### Information provided
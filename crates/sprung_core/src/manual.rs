//! Deterministic frame loop
//!
//! `ManualFrameLoop` is a [`FrameScheduler`] whose clock only moves when the
//! caller says so. Tests use it to simulate frame stalls and stagger delays
//! exactly; headless tools use it to render an animation to samples without
//! a window.

use crate::frame::{Clock, FrameScheduler, TickCallback, TickId, NOMINAL_FRAME_MS};
use slotmap::SlotMap;
use smallvec::SmallVec;
use std::cell::RefCell;

/// A scheduled callback waiting to run
enum Pending {
    /// Runs on the next frame
    Frame(TickCallback),
    /// Runs once the clock reaches `due_ms`
    Timeout { due_ms: f64, callback: TickCallback },
}

impl Pending {
    fn into_callback(self) -> TickCallback {
        match self {
            Pending::Frame(callback) => callback,
            Pending::Timeout { callback, .. } => callback,
        }
    }
}

struct LoopInner {
    now_ms: f64,
    frame_interval_ms: f64,
    pending: SlotMap<TickId, Pending>,
    /// Insertion order of everything in `pending` (may contain stale ids)
    order: Vec<TickId>,
}

/// A single-threaded frame scheduler driven by explicit clock advances
///
/// # Ordering
///
/// On every [`advance`](Self::advance):
/// 1. the clock moves forward,
/// 2. timeouts that are now due run, earliest due time first,
/// 3. every frame callback that was pending when the frame began runs, in
///    request order.
///
/// Callbacks are removed before they run. A callback cancelled by an earlier
/// callback of the same frame never runs, and callbacks requested while a
/// frame is running wait for the next frame.
pub struct ManualFrameLoop {
    inner: RefCell<LoopInner>,
}

impl ManualFrameLoop {
    /// Create a loop at time zero with a 60 Hz nominal frame interval
    pub fn new() -> Self {
        Self::with_frame_interval(NOMINAL_FRAME_MS)
    }

    /// Create a loop with a custom frame interval used by [`step_frame`](Self::step_frame)
    pub fn with_frame_interval(frame_interval_ms: f64) -> Self {
        Self {
            inner: RefCell::new(LoopInner {
                now_ms: 0.0,
                frame_interval_ms,
                pending: SlotMap::with_key(),
                order: Vec::new(),
            }),
        }
    }

    /// The interval `step_frame` advances by
    pub fn frame_interval_ms(&self) -> f64 {
        self.inner.borrow().frame_interval_ms
    }

    /// Move the clock forward by `dt_ms` and run one frame
    ///
    /// Negative deltas are treated as zero so the clock never runs backwards.
    /// Returns the number of callbacks that ran.
    pub fn advance(&self, dt_ms: f64) -> usize {
        let (now, due_timeouts, frame_ticks) = {
            let mut inner = self.inner.borrow_mut();
            inner.now_ms += dt_ms.max(0.0);
            let now = inner.now_ms;

            let LoopInner { pending, order, .. } = &mut *inner;
            order.retain(|id| pending.contains_key(*id));

            let mut due_timeouts: SmallVec<[(f64, TickId); 8]> = SmallVec::new();
            let mut frame_ticks: SmallVec<[TickId; 16]> = SmallVec::new();
            for &id in order.iter() {
                match pending.get(id) {
                    Some(Pending::Timeout { due_ms, .. }) if *due_ms <= now => {
                        due_timeouts.push((*due_ms, id))
                    }
                    Some(Pending::Frame(_)) => frame_ticks.push(id),
                    _ => {}
                }
            }
            // Stable sort keeps request order among equal due times
            due_timeouts.sort_by(|a, b| a.0.total_cmp(&b.0));

            (now, due_timeouts, frame_ticks)
        };

        let mut ran = 0;
        for id in due_timeouts
            .into_iter()
            .map(|(_, id)| id)
            .chain(frame_ticks)
        {
            let callback = self.inner.borrow_mut().pending.remove(id);
            if let Some(pending) = callback {
                (pending.into_callback())(now);
                ran += 1;
            }
        }

        if ran > 0 {
            tracing::trace!("ManualFrameLoop: frame at {:.3}ms ran {} callbacks", now, ran);
        }
        ran
    }

    /// Advance by one frame interval
    pub fn step_frame(&self) -> usize {
        let interval = self.frame_interval_ms();
        self.advance(interval)
    }

    /// Step frames until nothing is pending or `max_frames` is reached
    ///
    /// Returns the number of frames stepped.
    pub fn run_until_idle(&self, max_frames: usize) -> usize {
        let mut frames = 0;
        while frames < max_frames && self.has_pending() {
            self.step_frame();
            frames += 1;
        }
        if self.has_pending() {
            tracing::debug!(
                "ManualFrameLoop: still busy after {} frames ({} ticks, {} timeouts pending)",
                frames,
                self.pending_ticks(),
                self.pending_timeouts()
            );
        }
        frames
    }

    /// Number of frame callbacks waiting for the next frame
    pub fn pending_ticks(&self) -> usize {
        self.inner
            .borrow()
            .pending
            .values()
            .filter(|p| matches!(p, Pending::Frame(_)))
            .count()
    }

    /// Number of timeouts that have not fired yet
    pub fn pending_timeouts(&self) -> usize {
        self.inner
            .borrow()
            .pending
            .values()
            .filter(|p| matches!(p, Pending::Timeout { .. }))
            .count()
    }

    /// Check if any tick or timeout is still scheduled
    pub fn has_pending(&self) -> bool {
        !self.inner.borrow().pending.is_empty()
    }

    fn insert(&self, pending: Pending) -> TickId {
        let mut inner = self.inner.borrow_mut();
        let id = inner.pending.insert(pending);
        inner.order.push(id);
        id
    }
}

impl Default for ManualFrameLoop {
    fn default() -> Self {
        Self::new()
    }
}

impl Clock for ManualFrameLoop {
    fn now_ms(&self) -> f64 {
        self.inner.borrow().now_ms
    }
}

impl FrameScheduler for ManualFrameLoop {
    fn request_tick(&self, callback: TickCallback) -> TickId {
        self.insert(Pending::Frame(callback))
    }

    fn request_timeout(&self, delay_ms: f64, callback: TickCallback) -> TickId {
        let due_ms = self.now_ms() + delay_ms.max(0.0);
        self.insert(Pending::Timeout { due_ms, callback })
    }

    fn cancel(&self, id: TickId) -> bool {
        self.inner.borrow_mut().pending.remove(id).is_some()
    }

    fn is_pending(&self, id: TickId) -> bool {
        self.inner.borrow().pending.contains_key(id)
    }
}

### Instructions for the task
Only the count is wanted. Find the lines of the records that include the word "still" and state how many.

### Answer box
2